Lampropeltis zonata are also susceptible to a disease or syndrome that has
yet to be fully characterized. Herpetoculturists have coined the name
"zonata disease" simply because the subspecies of L. zonata appear to be
the only snakes that are susceptible to it. Currently it is unknown
whether zonata disease is caused by a virus, bacteria, fungus, or some
other agent. The specificity that the disease seems to show for L. zonata
would suggest that it is the result of a virus but this is speculative.
"Zonata disease" does seem to be highly contagious but this is also
difficult to judge without knowing what causes the disease. Characteristics
and symptoms associated with "zonata disease" are as follows:
(1) The skin becomes rough and dry as if the upper scale layer has been
removed. Typically this is first observed on the eye caps which look as if
they have been scratched with sandpaper. Snakes with the disease will often
go through repeated shed cycles.
(2) The snake becomes dehydrated probably from the erosion of the scale's
ability to retain moisture. Hatchlings are at an increased risk of
dehydration due to their small size. Typically infected snakes will
continue to feed and appear otherwise healthy.
(3) As the disease progresses, partial paralysis begins of the lower third
of the body. The snake will often arch its back as it crawls in what
appears to be an attempt to minimize contact with the substrate. This may
also be the result of an increased sensitivity on the eroded belly scutes.
(4) Most if not all subspecies of L. zonata can acquire zonata disease
though the Baja mountain kingsnake (L. z. algama) appears to be the most
sensitive. Other closely related species like the Arizona mountain
kingsnake (L. pyromelana) do not seem to get the disease, but, could still
act as carriers as could other species.
(5) For L. zonata the disease is usually fatal. Some individuals do
eventually "shed out" of the skin disorder but the partial paralysis often
remains at some level. Providing moist conditions seems to help increase
the probability of survival possibly by just preventing death due to
dehydration and allowing the snake's own immune system to eventually
overcome the disease.

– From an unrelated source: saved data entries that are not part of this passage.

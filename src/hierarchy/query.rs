//! Free-function queries over a constructed hierarchy.
//!
//! Concrete-key ownership: a key belongs to the node whose anchored
//! `path_regx` matches it; where several patterns could match, candidates
//! are tried longest pattern first so the most specific node wins.

use regex_lite::Regex;

use crate::error::{Result, StoreError};
use crate::keys::{last_key_part, parent_key, safe_key};
use crate::record::discriminator;

use super::{CollectionNode, Hierarchy, IndexNode, NodeRef, RecordNode};

/// Anchored match of a node pattern against a concrete key.
pub fn matches_path(path_regx: &str, key: &str) -> Result<bool> {
    let re = Regex::new(&format!("^{}$", path_regx))?;
    Ok(re.is_match(key))
}

/// True if `node_key` sits strictly below `ancestor_key` in the schema tree.
pub fn is_ancestor_key(ancestor_key: &str, node_key: &str) -> bool {
    node_key.starts_with(&format!("{}/", ancestor_key))
}

/// The collection node owning a concrete collection key, e.g.
/// `/customers/0-abc/invoices` resolves to the `invoices` node.
pub fn node_for_collection_path<'a>(
    hierarchy: &'a Hierarchy,
    collection_key: &str,
) -> Result<&'a CollectionNode> {
    let key = safe_key(collection_key);
    for node in hierarchy.flattened() {
        if let NodeRef::Collection(c) = node {
            if matches_path(&c.path_regx, &key)? {
                return Ok(c);
            }
        }
    }
    Err(StoreError::NodeNotFound(key))
}

/// Resolve a collection node from either a concrete instance key or a
/// schema node key.
pub fn collection_node_by_key_or_node_key<'a>(
    hierarchy: &'a Hierarchy,
    key_or_node_key: &str,
) -> Result<&'a CollectionNode> {
    let key = safe_key(key_or_node_key);
    if let Ok(node) = node_for_collection_path(hierarchy, &key) {
        return Ok(node);
    }
    for node in hierarchy.flattened() {
        if let NodeRef::Collection(c) = node {
            if c.node_key == key {
                return Ok(c);
            }
        }
    }
    Err(StoreError::NodeNotFound(key))
}

/// The record node a concrete record key belongs to. For polymorphic
/// collections the id's discriminator picks the child type; a collection
/// with a single record type accepts any discriminator.
pub fn record_node_for_key<'a>(
    hierarchy: &'a Hierarchy,
    record_key: &str,
) -> Result<&'a RecordNode> {
    let key = safe_key(record_key);
    let collection = node_for_collection_path(hierarchy, &parent_key(&key))?;

    if collection.children.len() == 1 {
        return Ok(&collection.children[0]);
    }

    let id = last_key_part(&key).ok_or_else(|| StoreError::NodeNotFound(key.clone()))?;
    let disc = discriminator(&id)?;
    let node_id: u32 = disc
        .parse()
        .map_err(|_| StoreError::MalformedRecordId(id.clone()))?;
    collection
        .children
        .iter()
        .find(|c| c.node_id == node_id)
        .ok_or(StoreError::NodeNotFound(key))
}

/// Look an index node up by its schema node key, searching root, collection,
/// and record attachments.
pub fn index_node_by_node_key<'a>(
    hierarchy: &'a Hierarchy,
    node_key: &str,
) -> Option<&'a IndexNode> {
    let key = safe_key(node_key);
    if let Some(index) = hierarchy.root.indexes.iter().find(|i| i.node_key == key) {
        return Some(index);
    }
    for node in hierarchy.flattened() {
        let indexes = match node {
            NodeRef::Collection(c) => &c.indexes,
            NodeRef::Record(r) => &r.indexes,
        };
        if let Some(index) = indexes.iter().find(|i| i.node_key == key) {
            return Some(index);
        }
    }
    None
}

/// Collection nodes on the path from the root down to (and including) the
/// target, shallow-to-deep. This is the ancestor chain the hierarchical id
/// traversal descends through.
pub fn ancestor_collections<'a>(
    hierarchy: &'a Hierarchy,
    target: &CollectionNode,
) -> Vec<&'a CollectionNode> {
    let mut chain: Vec<&CollectionNode> = hierarchy
        .flattened()
        .into_iter()
        .filter_map(|n| match n {
            NodeRef::Collection(c)
                if c.node_key == target.node_key
                    || is_ancestor_key(&c.node_key, &target.node_key) =>
            {
                Some(c)
            }
            _ => None,
        })
        .collect();
    chain.sort_by_key(|c| c.node_key.len());
    chain
}

/// Names of the record types a collection accepts; empty for unknown keys.
pub fn allowed_record_types(hierarchy: &Hierarchy, collection_key: &str) -> Vec<String> {
    match node_for_collection_path(hierarchy, collection_key) {
        Ok(node) => node.children.iter().map(|c| c.name.clone()).collect(),
        Err(_) => Vec::new(),
    }
}

#[cfg(test)]
mod tests {
    use super::*;
    use crate::hierarchy::{IndexType, RootNode};
    use crate::hierarchy::{CollectionNode, IndexNode, RecordNode};

    fn hierarchy() -> Hierarchy {
        let mut invoices = CollectionNode::new("invoices", 1);
        invoices.children.push(RecordNode::new("invoice", 1));

        let mut customer = RecordNode::new("customer", 0);
        customer.children.push(invoices);
        customer
            .indexes
            .push(IndexNode::new("customer_activity", 80, IndexType::Reference));

        let mut customers = CollectionNode::new("customers", 0);
        customers.children.push(customer);

        let mut leads = CollectionNode::new("leads", 2);
        leads.children.push(RecordNode::new("lead", 0));
        leads.children.push(RecordNode::new("prospect", 1));

        let mut root = RootNode::default();
        root.collections.push(customers);
        root.collections.push(leads);
        root.indexes
            .push(IndexNode::new("outstanding", 90, IndexType::Ancestor));
        Hierarchy::construct(root).unwrap()
    }

    #[test]
    fn test_node_for_collection_path() {
        let h = hierarchy();
        assert_eq!(node_for_collection_path(&h, "/customers").unwrap().name, "customers");
        assert_eq!(
            node_for_collection_path(&h, "/customers/0-abc/invoices")
                .unwrap()
                .name,
            "invoices"
        );
        assert!(node_for_collection_path(&h, "/nope").is_err());
    }

    #[test]
    fn test_collection_by_key_or_node_key() {
        let h = hierarchy();
        // schema node key for a nested collection
        let by_node_key =
            collection_node_by_key_or_node_key(&h, "/customers/customer/invoices").unwrap();
        assert_eq!(by_node_key.name, "invoices");
        // concrete instance key
        let by_key = collection_node_by_key_or_node_key(&h, "/customers/0-abc/invoices").unwrap();
        assert_eq!(by_key.name, "invoices");
    }

    #[test]
    fn test_record_node_for_key_single_child() {
        let h = hierarchy();
        // single-child collection accepts any discriminator
        let node = record_node_for_key(&h, "/customers/a-x7f3").unwrap();
        assert_eq!(node.name, "customer");
    }

    #[test]
    fn test_record_node_for_key_polymorphic() {
        let h = hierarchy();
        assert_eq!(record_node_for_key(&h, "/leads/0-abc").unwrap().name, "lead");
        assert_eq!(
            record_node_for_key(&h, "/leads/1-abc").unwrap().name,
            "prospect"
        );
        assert!(record_node_for_key(&h, "/leads/7-abc").is_err());
    }

    #[test]
    fn test_index_node_by_node_key() {
        let h = hierarchy();
        assert!(index_node_by_node_key(&h, "/outstanding").is_some());
        assert!(
            index_node_by_node_key(&h, "/customers/customer/customer_activity").is_some()
        );
        assert!(index_node_by_node_key(&h, "/customers/customer/nope").is_none());
    }

    #[test]
    fn test_ancestor_collections_shallow_to_deep() {
        let h = hierarchy();
        let invoices = collection_node_by_key_or_node_key(&h, "/customers/customer/invoices").unwrap();
        let chain = ancestor_collections(&h, invoices);
        let names: Vec<&str> = chain.iter().map(|c| c.name.as_str()).collect();
        assert_eq!(names, vec!["customers", "invoices"]);
    }

    #[test]
    fn test_allowed_record_types() {
        let h = hierarchy();
        assert_eq!(allowed_record_types(&h, "/leads"), vec!["lead", "prospect"]);
        assert!(allowed_record_types(&h, "/unknown").is_empty());
    }
}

Individuals that survive the disease do not appear to
be contagious.
It should be noted that L. zonata are highly stressed when conditions
become too hot and dry. We have noticed several individuals that acquired a
skin condition very similar to that described above minus the paralysis and
marred eye spectacles. The skin condition in these individuals cleared up
after moisture and cooler conditions were provided and the snakes completed
one or two shed cycles. We do not know if this alternative skin disorder is
also zonata disease but just in a less virulent form, but the temperature
and moisture conditions in the cage do seem to be related, possibly for
both cases.
Preventing the spread of "zonata disease" is difficult since the causative
agent is unknown. Obviously quarantine procedures for newly acquired
animals and isolation of potentially infected animals should be followed.
Additionally good husbandry practices such as not moving uneaten food,
water bowls or other items between cages should be strictly adhered to.
Sadly, we have observed specimens exhibiting "zonata disease" in the wild.
A population in the San Bernardino Mountains of southern California had
several animals that displayed the typical symptoms described above.
Whether this resulted from the careless release of animals or is actually a
naturally-occurring phenomenon is unknown at this time.